Golf Stories

David Hearn talks about his local connection

Posted On: Friday, May 12, 2017

PGA Tour player learned the game at Pike Lake

David Hearn talks about his local connection

By Steve Harron
Golf BruceGreySimcoe

After wrapping up last season at the BMW Championship, PGA Tour player David Hearn headed back to where he learned to play the game - Pike Lake Golf Centre near Mount Forest, Ontario.

The low-key visit last fall was part of the 37-year-old’s ongoing support of an annual charity tournament named in honour of the late wife of one of his early mentors, Pike Lake golf pro George Forrest.

The Mary Lynne Forrest Memorial tournament has raised about $700,000 for local hospitals during the past 12 years and Hearn has supported it over the years with donated items. 
This year, he decided to go one step further by offering as a prize the opportunity for three local golfers to play with him for 18 holes.

“Part of the reason why I am where I am today is because of where I started and to be able to help in this way - to give back - means a lot to me,”
he said during an interview.

His connection to Pike Lake goes back many years to when his family, which is from Brantford, Ont., would spend their summers at a seasonal residence east of Mount Forest (it’s now his parents’ permanent home).

“I would hit balls at our property and when I got to be seven years old we started to look for a place to play golf and Pike Lake became my home,” he said.

The course was welcoming to “really young golfers” and Hearn received a lot of help from George Forrest. “George was the first golf professional I hung around with a lot and he helped steer me in the right direction. He has had a really big influence on me getting into the game and helping me get off to the right start.”

Back then Forrest’s role was just to share his knowledge of the game and he left the swing instructions to David’s father, Geoff.

Pike Lake didn’t have driving range memberships at that point, but created one to accommodate Hearn, who would spend countless hours at the range.
Forrest can’t remember any golfer putting in more time at the range than Hearn.

His dedication to the game has paid off in a career where he earns a very comfortable living doing what he loves.
Last season, he finished 87th on the PGA Tour money list and earned $1.2 million.

Hearn has a hard time identifying how he was able to make it the PGA Tour when so many try and fail, but he believes his mental toughness is definitely a factor.

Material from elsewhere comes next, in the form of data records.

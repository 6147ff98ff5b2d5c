//! Failure taxonomy of one realization and the conditions each failure surfaces as.

use std::fmt;

use carto_api::RepoError;
use carto_core::blueprint::BlueprintKind;
use carto_core::conditions::{self, condition, ConditionStatus};
use carto_core::status::StampedRef;
use carto_core::Condition;
use carto_eval::{OutputError, StampError};

#[derive(Debug, Clone, Copy, PartialEq, Eq)]
pub enum BlueprintType {
    SupplyChain,
    Delivery,
}

impl From<BlueprintKind> for BlueprintType {
    fn from(k: BlueprintKind) -> Self {
        match k {
            BlueprintKind::SupplyChain => BlueprintType::SupplyChain,
            BlueprintKind::Delivery => BlueprintType::Delivery,
        }
    }
}

impl fmt::Display for BlueprintType {
    fn fmt(&self, f: &mut fmt::Formatter<'_>) -> fmt::Result {
        match self {
            BlueprintType::SupplyChain => f.write_str("supply chain"),
            BlueprintType::Delivery => f.write_str("delivery"),
        }
    }
}

/// Where in a blueprint a failure happened.
#[derive(Debug, Clone, PartialEq, Eq)]
pub struct Site {
    pub resource: String,
    pub blueprint: String,
    pub blueprint_type: BlueprintType,
}

impl fmt::Display for Site {
    fn fmt(&self, f: &mut fmt::Formatter<'_>) -> fmt::Result {
        write!(f, "resource [{}] in {} [{}]", self.resource, self.blueprint_type, self.blueprint)
    }
}

fn option_list(names: &[String]) -> String {
    if names.is_empty() {
        String::new()
    } else {
        format!("[{}] ", names.join(", "))
    }
}

fn expression_part(e: &OutputError) -> String {
    e.expression().map(|x| format!("[{x}] ")).unwrap_or_default()
}

fn object_name(r: &StampedRef) -> String {
    format!("{}/{}", r.namespace(), r.name)
}

#[derive(Debug, Clone, PartialEq, thiserror::Error)]
pub enum RealizerError {
    #[error("unable to get template [{template}] for {site}: {source}")]
    GetTemplate { template: String, site: Site, source: RepoError },

    #[error("error matching against template option [{option}] for {site}: {reason}")]
    ResolveTemplateOption { option: String, site: Site, reason: String },

    #[error("expected exactly 1 option to match, found [{}] matching options {}for {site}", .options.len(), option_list(.options))]
    TemplateOptionsMatch { options: Vec<String>, site: Site },

    #[error("unable to stamp object for resource [{}] for template [{template_kind}/{template}] in {} [{}]: {source}",
        .site.resource, .site.blueprint_type, .site.blueprint)]
    Stamp { template_kind: String, template: String, site: Site, source: StampError },

    #[error("unable to apply object [{object}] for {site}: {source}")]
    ApplyStampedObject { object: String, site: Site, source: RepoError },

    #[error("unable to list objects in namespace [{namespace}] with labels [{labels}]: {source}")]
    ListCreatedObjects { namespace: String, labels: String, source: RepoError },

    #[error("unable to retrieve outputs {}from stamped object [{}] of type [{fq_type}] for {site}: {source}",
        expression_part(.source), object_name(.stamped))]
    RetrieveOutput { stamped: StampedRef, fq_type: String, site: Site, source: OutputError },
}

impl RealizerError {
    /// Unhandled failures abort the traversal and requeue the owner with back-off.
    pub fn is_unhandled(&self) -> bool {
        match self {
            RealizerError::GetTemplate { .. } | RealizerError::ListCreatedObjects { .. } => true,
            RealizerError::ApplyStampedObject { source, .. } => !source.is_forbidden(),
            RealizerError::ResolveTemplateOption { .. }
            | RealizerError::TemplateOptionsMatch { .. }
            | RealizerError::Stamp { .. }
            | RealizerError::RetrieveOutput { .. } => false,
        }
    }

    pub fn resource(&self) -> Option<&str> {
        match self {
            RealizerError::GetTemplate { site, .. }
            | RealizerError::ResolveTemplateOption { site, .. }
            | RealizerError::TemplateOptionsMatch { site, .. }
            | RealizerError::Stamp { site, .. }
            | RealizerError::ApplyStampedObject { site, .. }
            | RealizerError::RetrieveOutput { site, .. } => Some(&site.resource),
            RealizerError::ListCreatedObjects { .. } => None,
        }
    }

    /// Condition of type `type_` describing this failure; used for both the
    /// per-resource `ResourceSubmitted` and the owner's `ResourcesSubmitted`.
    pub fn condition(&self, type_: &str) -> Condition {
        let msg = self.to_string();
        match self {
            RealizerError::GetTemplate { .. } => {
                condition(type_, ConditionStatus::False, conditions::TEMPLATE_OBJECT_RETRIEVAL_FAILURE, msg)
            }
            RealizerError::ResolveTemplateOption { .. } => {
                condition(type_, ConditionStatus::False, conditions::RESOLVE_TEMPLATE_OPTIONS_ERROR, msg)
            }
            RealizerError::TemplateOptionsMatch { .. } => {
                condition(type_, ConditionStatus::False, conditions::TEMPLATE_OPTIONS_MATCH_ERROR, msg)
            }
            RealizerError::Stamp { source, .. } if source.missing_expression().is_some() => {
                condition(type_, ConditionStatus::Unknown, conditions::MISSING_VALUE_AT_PATH, msg)
            }
            RealizerError::Stamp { .. } => condition(type_, ConditionStatus::False, conditions::TEMPLATE_STAMP_FAILURE, msg),
            RealizerError::ApplyStampedObject { .. } => {
                condition(type_, ConditionStatus::False, conditions::TEMPLATE_REJECTED_BY_API_SERVER, msg)
            }
            RealizerError::ListCreatedObjects { .. } => {
                condition(type_, ConditionStatus::False, conditions::FAILED_TO_LIST_CREATED_OBJECTS, msg)
            }
            RealizerError::RetrieveOutput { stamped, fq_type, site, source } => match source {
                OutputError::JsonPath { expression, .. } => {
                    conditions::missing_value_at_path(type_, expression, fq_type, &stamped.name, stamped.namespace())
                }
                OutputError::ObservedGeneration(_) => condition(
                    type_,
                    ConditionStatus::False,
                    conditions::TEMPLATE_STAMP_FAILURE,
                    format!(
                        "resource [{}] cannot satisfy observedCompletion without observedGeneration in object status",
                        site.resource
                    ),
                ),
                OutputError::ConditionNotMet(m) => condition(
                    type_,
                    ConditionStatus::Unknown,
                    conditions::DEPLOYMENT_CONDITION_NOT_MET,
                    format!("resource [{}] condition not met: {m}", site.resource),
                ),
                OutputError::FailedConditionMet(m) => condition(
                    type_,
                    ConditionStatus::False,
                    conditions::DEPLOYMENT_FAILED_CONDITION_MET,
                    format!("resource [{}] failed condition met: {m}", site.resource),
                ),
                _ => condition(type_, ConditionStatus::False, conditions::UNKNOWN_ERROR, msg),
            },
        }
    }
}

/// Failures of one runnable realization.
#[derive(Debug, Clone, PartialEq, thiserror::Error)]
pub enum RunnableError {
    #[error("unable to get run template [{template}]: {source}")]
    GetRunTemplate { template: String, source: RepoError },

    #[error("unable to resolve selector [{labels}], apiVersion [{api_version}], kind [{kind}]: {reason}")]
    ResolveSelector { labels: String, api_version: String, kind: String, reason: String },

    #[error("unable to stamp object for run template [{template}]: {source}")]
    Stamp { template: String, source: StampError },

    #[error("unable to apply object [{object}] for run template [{template}]: {source}")]
    ApplyStampedObject { object: String, template: String, source: RepoError },

    #[error("unable to list objects in namespace [{namespace}] with labels [{labels}]: {source}")]
    ListCreatedObjects { namespace: String, labels: String, source: RepoError },

    #[error("unable to retrieve outputs from stamped object [{}] of type [{fq_type}] for run template [{template}]: {reason}", object_name(.stamped))]
    RetrieveOutput { stamped: StampedRef, fq_type: String, template: String, reason: String },
}

impl RunnableError {
    pub fn is_unhandled(&self) -> bool {
        match self {
            RunnableError::GetRunTemplate { .. } | RunnableError::ListCreatedObjects { .. } => true,
            RunnableError::ApplyStampedObject { source, .. } => !source.is_forbidden(),
            RunnableError::ResolveSelector { .. } | RunnableError::Stamp { .. } | RunnableError::RetrieveOutput { .. } => false,
        }
    }

    /// `RunTemplateReady` condition for this failure.
    pub fn condition(&self) -> Condition {
        let msg = self.to_string();
        match self {
            RunnableError::GetRunTemplate { .. } => conditions::run_template_failure(conditions::RUN_TEMPLATE_NOT_FOUND, msg),
            RunnableError::ResolveSelector { .. } | RunnableError::Stamp { .. } => {
                conditions::run_template_failure(conditions::TEMPLATE_STAMP_FAILURE, msg)
            }
            RunnableError::ApplyStampedObject { .. } => {
                conditions::run_template_failure(conditions::STAMPED_OBJECT_REJECTED_BY_API_SERVER, msg)
            }
            RunnableError::ListCreatedObjects { .. } => {
                conditions::run_template_failure(conditions::FAILED_TO_LIST_CREATED_OBJECTS, msg)
            }
            RunnableError::RetrieveOutput { stamped, fq_type, .. } => {
                let ns = if stamped.namespace().is_empty() {
                    String::new()
                } else {
                    format!(" in namespace [{}]", stamped.namespace())
                };
                conditions::run_template_failure(
                    conditions::OUTPUT_PATH_NOT_SATISFIED,
                    format!("waiting to read value from resource [{fq_type}/{}]{ns}: {msg}", stamped.name),
                )
            }
        }
    }
}

#[cfg(test)]
mod tests {
    use super::*;
    use carto_eval::JsonPathError;

    fn site() -> Site {
        Site { resource: "src".into(), blueprint: "sc".into(), blueprint_type: BlueprintType::SupplyChain }
    }

    fn stamped() -> StampedRef {
        StampedRef { api_version: "example.com/v1".into(), kind: "Thing".into(), namespace: Some("ns".into()), name: "w-src".into() }
    }

    #[test]
    fn messages_name_the_blueprint() {
        let e = RealizerError::GetTemplate { template: "git".into(), site: site(), source: RepoError::NotFound("gone".into()) };
        assert_eq!(e.to_string(), "unable to get template [git] for resource [src] in supply chain [sc]: not_found: gone");

        let e = RealizerError::TemplateOptionsMatch { options: vec!["a".into(), "b".into()], site: site() };
        assert_eq!(
            e.to_string(),
            "expected exactly 1 option to match, found [2] matching options [a, b] for resource [src] in supply chain [sc]"
        );
        let e = RealizerError::TemplateOptionsMatch { options: vec![], site: site() };
        assert_eq!(e.to_string(), "expected exactly 1 option to match, found [0] matching options for resource [src] in supply chain [sc]");

        let e = RealizerError::Stamp {
            template_kind: "ClusterSourceTemplate".into(),
            template: "git".into(),
            site: Site { blueprint_type: BlueprintType::Delivery, ..site() },
            source: StampError::NoTemplate,
        };
        assert!(e.to_string().starts_with("unable to stamp object for resource [src] for template [ClusterSourceTemplate/git] in delivery [sc]: "));
    }

    #[test]
    fn classification() {
        let apply = |source| RealizerError::ApplyStampedObject { object: "ns/x".into(), site: site(), source };
        assert!(!apply(RepoError::Forbidden("no".into())).is_unhandled());
        assert!(apply(RepoError::Invalid("bad".into())).is_unhandled());
        assert!(RealizerError::ListCreatedObjects { namespace: "ns".into(), labels: "".into(), source: RepoError::Internal("x".into()) }.is_unhandled());
        assert!(!RealizerError::TemplateOptionsMatch { options: vec![], site: site() }.is_unhandled());
    }

    #[test]
    fn retrieve_output_conditions() {
        let err = |source| RealizerError::RetrieveOutput { stamped: stamped(), fq_type: "thing.example.com".into(), site: site(), source };

        let c = err(OutputError::JsonPath {
            field: "url",
            expression: "spec.url".into(),
            source: JsonPathError::NoValue("spec.url".into()),
        })
        .condition(conditions::RESOURCE_SUBMITTED);
        assert_eq!((c.status.as_str(), c.reason.as_str()), ("Unknown", conditions::MISSING_VALUE_AT_PATH));
        assert_eq!(c.message, "waiting to read value [spec.url] from resource [thing.example.com/w-src] in namespace [ns]");

        let c = err(OutputError::ConditionNotMet("waiting".into())).condition(conditions::RESOURCES_SUBMITTED);
        assert_eq!((c.status.as_str(), c.message.as_str()), ("Unknown", "resource [src] condition not met: waiting"));

        let c = err(OutputError::FailedConditionMet("boom".into())).condition(conditions::RESOURCES_SUBMITTED);
        assert_eq!((c.status.as_str(), c.reason.as_str()), ("False", conditions::DEPLOYMENT_FAILED_CONDITION_MET));

        let c = err(OutputError::ObservedGeneration(JsonPathError::NoValue("x".into()))).condition(conditions::RESOURCES_SUBMITTED);
        assert_eq!(c.reason, conditions::TEMPLATE_STAMP_FAILURE);

        let e = err(OutputError::JsonPath { field: "url", expression: "spec.url".into(), source: JsonPathError::NoValue("spec.url".into()) });
        assert!(e.to_string().starts_with("unable to retrieve outputs [spec.url] from stamped object [ns/w-src] of type [thing.example.com]"));
    }

    #[test]
    fn runnable_conditions() {
        let e = RunnableError::GetRunTemplate { template: "rt".into(), source: RepoError::NotFound("rt".into()) };
        assert!(e.is_unhandled());
        assert_eq!(e.condition().reason, conditions::RUN_TEMPLATE_NOT_FOUND);
        let e = RunnableError::RetrieveOutput {
            stamped: stamped(),
            fq_type: "thing.example.com".into(),
            template: "rt".into(),
            reason: "no value".into(),
        };
        assert!(!e.is_unhandled());
        assert!(e.condition().message.starts_with("waiting to read value from resource [thing.example.com/w-src] in namespace [ns]: "));
    }
}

“ I have a certain ability and I’ve worked at it over time but I think I’ve also had a tremendous mental ability to stay patient and believe in myself over all these years. My road to the PGA Tour has not been a straight line - it’s had lots of ups and downs and bumps in the road - and I think a lot of guys can relate to that. But it’s hard to put your finger on exactly why (I made it to the tour) but I feel very fortunate to be in the position that I am.”

Hearn was pleased with last season, which included two top-10s and seven top-20s.
He was particularly happy with his finish to the season, which included a tie for 8th at the Deutsche Bank Championship which allowed him to advance to the BMW Championship, the second last tournament of the FedExCup playoffs.

“Toward the end of the year I had a lot of momentum and the top-10 at the Duetsche Bank tournament was a highlight that showed me that I’m heading in the right direction.”

Another highlight this season was being an Olympian in Rio. “It was an amazing experience. When you have a chance to represent your country there is so much pride,” he said.

Hearn, who finished tied for 30th in the Olympic tournament, said being part of Team Canada and sharing experiences with fellow Olympians, including fellow Canadian golfer Graham DeLaet, created some great memories.

“Graham and I were having such a great time that we didn’t want it to end. We were sad to leave.”

Hearn has one of the busiest playing schedules of any player on the PGA Tour and this past season he spent a total of only 9 weeks at his homes in Brantford and Florida.
He’s encouraged by his late-season success and his top-50 putting stats during a year in which he had to give up the long putter.
“I feel like my game is in a really good spot heading into the 2017 season,” he said.